**PROBLEM TO WORK ON:** Reproduce all lines of the listing below in which the word "format" occurs.

[[ DATA EXTRACT open ]]

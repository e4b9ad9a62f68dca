use std::sync::Arc;

use anyhow::{Context, Result};
use studyhive_core::{models, LlmRouter, ModelPolicy, TracingEventSink, Transcriber};
use studyhive_provider::{GroqProvider, ProviderRegistry};
use studyhive_server::state::AppState;
use tracing_subscriber::EnvFilter;

#[tokio::main]
async fn main() -> Result<()> {
    tracing_subscriber::fmt()
        .with_env_filter(EnvFilter::try_from_default_env().unwrap_or_else(|_| "info".into()))
        .init();

    let api_key = std::env::var("GROQ_API_KEY").context("GROQ_API_KEY is missing")?;
    let default_model =
        std::env::var("GROQ_MODEL_DEFAULT").unwrap_or_else(|_| models::DEFAULT_MODEL.to_string());
    let quiz_model = std::env::var("GROQ_MODEL_QUIZ").unwrap_or_else(|_| default_model.clone());
    let addr = std::env::var("STUDYHIVE_ADDR").unwrap_or_else(|_| "127.0.0.1:8080".to_string());

    let groq = Arc::new(GroqProvider::new(api_key));
    let mut registry = ProviderRegistry::new();
    registry.register("groq", groq.clone());

    let mut model_ids: Vec<&str> = vec![&default_model, &quiz_model, models::CHAT_PRIMARY];
    model_ids.extend(models::CHAT_FALLBACKS);
    let router = Arc::new(LlmRouter::single_provider(registry, "groq", &model_ids));

    let events = Arc::new(TracingEventSink);
    let state = AppState {
        router,
        transcriber: Arc::new(Transcriber::new(groq, events.clone())),
        events,
        qa_policy: ModelPolicy::single(&default_model),
        quiz_policy: ModelPolicy::single(&quiz_model),
        chat_policy: models::chat_policy(),
    };

    studyhive_server::serve(state, &addr).await
}
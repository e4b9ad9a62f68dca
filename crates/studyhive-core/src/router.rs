use std::collections::HashMap;
use std::pin::Pin;

use anyhow::{anyhow, Result};
use futures_core::Stream;
use serde::{Deserialize, Serialize};
use studyhive_provider::{LlmMessage, LlmRequest, LlmResponse, ProviderRegistry, StreamChunk};
use tokio::time;

const MAX_RETRIES: usize = 2;
const BASE_BACKOFF_MS: u64 = 1000;

/// Primary model plus the ordered fallbacks tried after it fails.
#[derive(Debug, Clone, Serialize, Deserialize)]
pub struct ModelPolicy {
    pub primary: String,
    #[serde(default)]
    pub fallbacks: Vec<String>,
}

impl ModelPolicy {
    pub fn single(primary: impl Into<String>) -> Self {
        Self {
            primary: primary.into(),
            fallbacks: vec![],
        }
    }
}

/// Routes a request across model candidates in priority order.
///
/// Model identifiers are either `provider/model` pairs or aliases resolved
/// through the alias table. Retryable provider errors (marked `[retryable]`)
/// are retried with exponential backoff before falling through to the next
/// candidate; only when every candidate fails does the caller see an error.
pub struct LlmRouter {
    registry: ProviderRegistry,
    aliases: HashMap<String, String>,
}

impl LlmRouter {
    pub fn new(registry: ProviderRegistry, aliases: HashMap<String, String>) -> Self {
        Self { registry, aliases }
    }

    /// Alias every model id to the one registered provider. Fits the common
    /// deployment where a single Groq key serves all models.
    pub fn single_provider(registry: ProviderRegistry, provider_id: &str, models: &[&str]) -> Self {
        let aliases = models
            .iter()
            .map(|m| ((*m).to_string(), format!("{provider_id}/{m}")))
            .collect();
        Self::new(registry, aliases)
    }

    pub async fn chat(
        &self,
        policy: &ModelPolicy,
        system: Option<String>,
        messages: Vec<LlmMessage>,
        max_tokens: u32,
        temperature: Option<f32>,
        json_object: bool,
    ) -> Result<LlmResponse> {
        let candidates = self.candidates(policy);
        let mut last_err: Option<anyhow::Error> = None;
        let mut tried: Vec<String> = Vec::new();

        for (idx, candidate) in candidates.iter().enumerate() {
            let Some((provider_id, model_id)) = self.resolve(candidate) else {
                continue;
            };
            let provider = match self.registry.get(&provider_id) {
                Ok(p) => p,
                Err(e) => {
                    tracing::warn!("provider {provider_id} not available: {e}");
                    continue;
                }
            };

            tried.push(format!("{provider_id}/{model_id}"));

            let mut attempts = 0;
            loop {
                let req = LlmRequest {
                    model: model_id.clone(),
                    system: system.clone(),
                    messages: messages.clone(),
                    max_tokens,
                    temperature,
                    json_object,
                };

                match provider.chat(req).await {
                    Ok(resp) => {
                        if idx > 0 {
                            tracing::info!(
                                "fallback_triggered=true, from={}, to={}/{}",
                                policy.primary,
                                provider_id,
                                model_id
                            );
                        }
                        return Ok(resp);
                    }
                    Err(err) => {
                        let err_str = err.to_string();
                        if err_str.contains("[retryable]") && attempts < MAX_RETRIES {
                            attempts += 1;
                            let backoff = BASE_BACKOFF_MS * (1 << (attempts - 1));
                            tracing::warn!(
                                "model {model_id} retryable error (attempt {attempts}/{MAX_RETRIES}), backing off {backoff}ms: {err_str}"
                            );
                            time::sleep(time::Duration::from_millis(backoff)).await;
                            continue;
                        }
                        tracing::warn!("model {model_id} failed (attempts={attempts}): {err_str}");
                        last_err = Some(err);
                        break;
                    }
                }
            }
        }

        let tried = tried.join(" -> ");
        Err(last_err.unwrap_or_else(|| anyhow!("all model candidates failed (tried: {tried})")))
    }

    pub async fn stream(
        &self,
        policy: &ModelPolicy,
        system: Option<String>,
        messages: Vec<LlmMessage>,
        max_tokens: u32,
        temperature: Option<f32>,
    ) -> Result<Pin<Box<dyn Stream<Item = Result<StreamChunk>> + Send>>> {
        let candidates = self.candidates(policy);
        let mut last_err: Option<anyhow::Error> = None;

        for (idx, candidate) in candidates.iter().enumerate() {
            let Some((provider_id, model_id)) = self.resolve(candidate) else {
                continue;
            };
            let provider = match self.registry.get(&provider_id) {
                Ok(p) => p,
                Err(_) => continue,
            };

            let req = LlmRequest {
                model: model_id.clone(),
                system: system.clone(),
                messages: messages.clone(),
                max_tokens,
                temperature,
                json_object: false,
            };

            match provider.stream(req).await {
                Ok(stream) => {
                    if idx > 0 {
                        tracing::info!(
                            "fallback_triggered=true (stream), from={}, to={}/{}",
                            policy.primary,
                            provider_id,
                            model_id
                        );
                    }
                    return Ok(stream);
                }
                Err(err) => {
                    tracing::warn!("model {model_id} stream failed: {err}");
                    last_err = Some(err);
                }
            }
        }

        Err(last_err.unwrap_or_else(|| anyhow!("no model candidate available for streaming")))
    }

    fn candidates(&self, policy: &ModelPolicy) -> Vec<String> {
        let mut candidates = vec![policy.primary.clone()];
        candidates.extend(policy.fallbacks.iter().cloned());
        let mut seen = std::collections::HashSet::new();
        candidates.retain(|c| seen.insert(c.clone()));
        candidates
    }

    fn resolve(&self, raw: &str) -> Option<(String, String)> {
        let resolved = if raw.contains('/') {
            raw.to_string()
        } else {
            match self.aliases.get(raw) {
                Some(r) => r.clone(),
                None => {
                    tracing::warn!("unknown model alias: {raw}");
                    return None;
                }
            }
        };
        let (provider, model) = resolved.split_once('/')?;
        Some((provider.to_string(), model.to_string()))
    }
}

[[ DATA EXTRACT closed ]]

**EXERCISE RESULT:**
            .map(|m| ((*m).to_string(), format!("{provider_id}/{m}")))
            tried.push(format!("{provider_id}/{model_id}"));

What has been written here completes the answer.